204 / L’école, le système et nos enfants…

Vous avez été assez nombreux à réagir en voyant mon bureau rangé le reportage sur BFM TV dans lequel j’apparaissais le mois dernier, alors plutôt que de vous répondre séparément en MP, je vais essayer d’être le plus claire possible ici (<= ok, j’ai un mois de retard…). Si, toutefois, j’oublie quelques points, ou que vous avez des questions, n’hésitez pas à poster des commentaires au bas de cet article, histoire que le plus grand nombre en profite.

Well… Tout a commencé quand, à peine sortie des bancs de la Fac, heureuse, la satisfaction d’un chouette parcours en poche et la curiosité toujours intacte, chevillée au corps, je m’apprêtais à devenir ethnologue… J’avais la vingtaine rêveuse.

Parcours classique dans une petite école de province. Des instits passionnés, passionnants. Mais surtout, bienveillants. J’y reviendrai…

Fin de CM2, je ne parlais pas un mot d’anglais, je ne savais pas davantage qui a peint la Joconde, mais je savais parfaitement lire, écrire et compter. Parfaitement ? Oui, du CM1 au CM2, mes instits nous donnaient comme « uniques » devoirs, chaque soir, un verbe à conjuguer (aux 4 temps simples ainsi qu’aux quatre temps composés) + 4 opérations (une addition, une soustraction, une multiplication et une division). Chaque soir, donc. J’y passais une heure.

Quand ma mère rentrait le soir, elle passait la tête dans notre chambre, nous demandait si nous avions fait nos devoirs. On avait intérêt à répondre par l’affirmative, et il valait mieux que ce soit vrai…
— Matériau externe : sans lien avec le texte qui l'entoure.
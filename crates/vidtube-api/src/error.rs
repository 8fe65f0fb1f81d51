use axum::{
    Json,
    extract::rejection::{JsonRejection, QueryRejection},
    http::StatusCode,
    response::{IntoResponse, Response},
};
use sea_orm::{DbErr, SqlErr};
use serde::Serialize;
use vidtube_session::SessionError;

const INTERNAL_MESSAGE: &str = "Something went wrong";

/// Error half of every handler result. Rendered as the standard envelope
/// with `success: false` and `data: null`.
#[derive(Debug)]
pub struct ApiError {
    pub status: StatusCode,
    pub message: String,
    pub errors: Vec<String>,
}

#[derive(Serialize)]
#[serde(rename_all = "camelCase")]
struct ErrorBody {
    status_code: u16,
    data: Option<()>,
    message: String,
    success: bool,
    errors: Vec<String>,
}

impl ApiError {
    pub fn new(status: StatusCode, message: impl Into<String>) -> Self {
        Self {
            status,
            message: message.into(),
            errors: Vec::new(),
        }
    }

    pub fn bad_request(message: impl Into<String>) -> Self {
        Self::new(StatusCode::BAD_REQUEST, message)
    }

    pub fn unauthorized(message: impl Into<String>) -> Self {
        Self::new(StatusCode::UNAUTHORIZED, message)
    }

    pub fn forbidden(message: impl Into<String>) -> Self {
        Self::new(StatusCode::FORBIDDEN, message)
    }

    pub fn not_found(message: impl Into<String>) -> Self {
        Self::new(StatusCode::NOT_FOUND, message)
    }

    pub fn conflict(message: impl Into<String>) -> Self {
        Self::new(StatusCode::CONFLICT, message)
    }

    pub fn internal() -> Self {
        Self::new(StatusCode::INTERNAL_SERVER_ERROR, INTERNAL_MESSAGE)
    }

    pub fn with_errors(mut self, errors: Vec<String>) -> Self {
        self.errors = errors;
        self
    }
}

impl IntoResponse for ApiError {
    fn into_response(self) -> Response {
        let body = ErrorBody {
            status_code: self.status.as_u16(),
            data: None,
            message: self.message,
            success: false,
            errors: self.errors,
        };
        (self.status, Json(body)).into_response()
    }
}

impl From<SessionError> for ApiError {
    fn from(err: SessionError) -> Self {
        match err {
            SessionError::Unauthorized => Self::unauthorized("Invalid or expired token"),
            SessionError::Internal(reason) => {
                tracing::error!(%reason, "session failure");
                Self::internal()
            }
        }
    }
}

impl From<DbErr> for ApiError {
    fn from(err: DbErr) -> Self {
        if let Some(SqlErr::UniqueConstraintViolation(detail)) = err.sql_err() {
            tracing::debug!(%detail, "unique constraint violated");
            return Self::conflict("Resource already exists");
        }
        tracing::error!(%err, "database error");
        Self::internal()
    }
}

impl From<JsonRejection> for ApiError {
    fn from(rejection: JsonRejection) -> Self {
        Self::new(rejection.status(), rejection.body_text())
    }
}

impl From<QueryRejection> for ApiError {
    fn from(rejection: QueryRejection) -> Self {
        Self::bad_request(rejection.body_text())
    }
}

impl From<argon2::password_hash::Error> for ApiError {
    fn from(err: argon2::password_hash::Error) -> Self {
        tracing::error!(%err, "password hashing failed");
        Self::internal()
    }
}

#[cfg(test)]
mod tests {
    use super::*;
    use axum::body::to_bytes;
    use serde_json::Value;

    async fn body_of(err: ApiError) -> (StatusCode, Value) {
        let res = err.into_response();
        let status = res.status();
        let bytes = to_bytes(res.into_body(), usize::MAX).await.unwrap();
        (status, serde_json::from_slice(&bytes).unwrap())
    }

    #[tokio::test]
    async fn renders_failure_envelope() {
        let (status, body) = body_of(
            ApiError::bad_request("All fields are required")
                .with_errors(vec!["email is required".into()]),
        )
        .await;

        assert_eq!(status, StatusCode::BAD_REQUEST);
        assert_eq!(body["statusCode"], 400);
        assert_eq!(body["data"], Value::Null);
        assert_eq!(body["success"], false);
        assert_eq!(body["message"], "All fields are required");
        assert_eq!(body["errors"][0], "email is required");
    }

    #[tokio::test]
    async fn session_errors_map_to_401_and_opaque_500() {
        let (status, _) = body_of(SessionError::Unauthorized.into()).await;
        assert_eq!(status, StatusCode::UNAUTHORIZED);

        let (status, body) =
            body_of(SessionError::Internal("connection reset by peer".into()).into()).await;
        assert_eq!(status, StatusCode::INTERNAL_SERVER_ERROR);
        assert_eq!(body["message"], INTERNAL_MESSAGE);
    }

    #[tokio::test]
    async fn database_errors_hide_details() {
        let (status, body) = body_of(DbErr::Custom("relation users does not exist".into()).into()).await;
        assert_eq!(status, StatusCode::INTERNAL_SERVER_ERROR);
        assert_eq!(body["message"], INTERNAL_MESSAGE);
    }
}
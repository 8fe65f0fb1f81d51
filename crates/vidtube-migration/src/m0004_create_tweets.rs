use sea_orm_migration::prelude::*;

#[derive(DeriveMigrationName)]
pub struct Migration;

#[async_trait::async_trait]
impl MigrationTrait for Migration {
    async fn up(&self, manager: &SchemaManager) -> Result<(), DbErr> {
        manager
            .create_table(
                Table::create()
                    .table(Tweets::Table)
                    .if_not_exists()
                    .col(ColumnDef::new(Tweets::Id).uuid().not_null().primary_key())
                    .col(ColumnDef::new(Tweets::OwnerId).uuid().not_null())
                    .col(ColumnDef::new(Tweets::Content).text().not_null())
                    .col(
                        ColumnDef::new(Tweets::CreatedAt)
                            .timestamp_with_time_zone()
                            .not_null()
                            .default(Expr::current_timestamp()),
                    )
                    .col(
                        ColumnDef::new(Tweets::UpdatedAt)
                            .timestamp_with_time_zone()
                            .not_null()
                            .default(Expr::current_timestamp()),
                    )
                    .foreign_key(
                        ForeignKey::create()
                            .name("fk_tweets_owner")
                            .from(Tweets::Table, Tweets::OwnerId)
                            .to(Users::Table, Users::Id)
                            .on_delete(ForeignKeyAction::Cascade),
                    )
                    .to_owned(),
            )
            .await?;

        manager
            .create_index(
                Index::create()
                    .name("idx_tweets_owner_id")
                    .table(Tweets::Table)
                    .col(Tweets::OwnerId)
                    .to_owned(),
            )
            .await
    }

    async fn down(&self, manager: &SchemaManager) -> Result<(), DbErr> {
        manager
            .drop_index(
                Index::drop()
                    .name("idx_tweets_owner_id")
                    .table(Tweets::Table)
                    .to_owned(),
            )
            .await?;

        manager
            .drop_table(Table::drop().table(Tweets::Table).to_owned())
            .await
    }
}

#[derive(DeriveIden)]
enum Users {
    Table,
    Id,
}

#[derive(DeriveIden)]
enum Tweets {
    Table,
    Id,
    OwnerId,
    Content,
    CreatedAt,
    UpdatedAt,
}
Au collège ? La suite, sur un rythme plus intense forcément. Découverte de l’anglais en 6e (Where is Brian ? Brian is in the Kitchen !) On n’avait pas de replay en VO, pas d’applis fabuleuses pour réviser, on avait nos cours, rien que nos cours. J’ai poursuivi l’anglais jusqu’à la Fac d’ailleurs. Je ne suis pas totally bilingual mais je peux parler d’à peu près n’importe quoi à n’importe qui, pourvu que ce n’importe qui ne parle pas trop vite. Avec mes copines, on bossait assez dur au collège. Je me souviens des rédactions et des fiches de lecture à rendre très régulièrement. Des livres à lire donc. On ne bronchait pas parce qu’une fois de plus, les profs étaient vraiment au top. Et quand bien même j’ai envie de vous dire, il ne nous serait pas venu à l’idée d’aller dire à nos parents le prof donne trop de devoirs, il n’est pas sympa, il met 3 semaines à rendre nos copies corrigées… On n’avait pas à discuter. On allait en cours, on travaillait…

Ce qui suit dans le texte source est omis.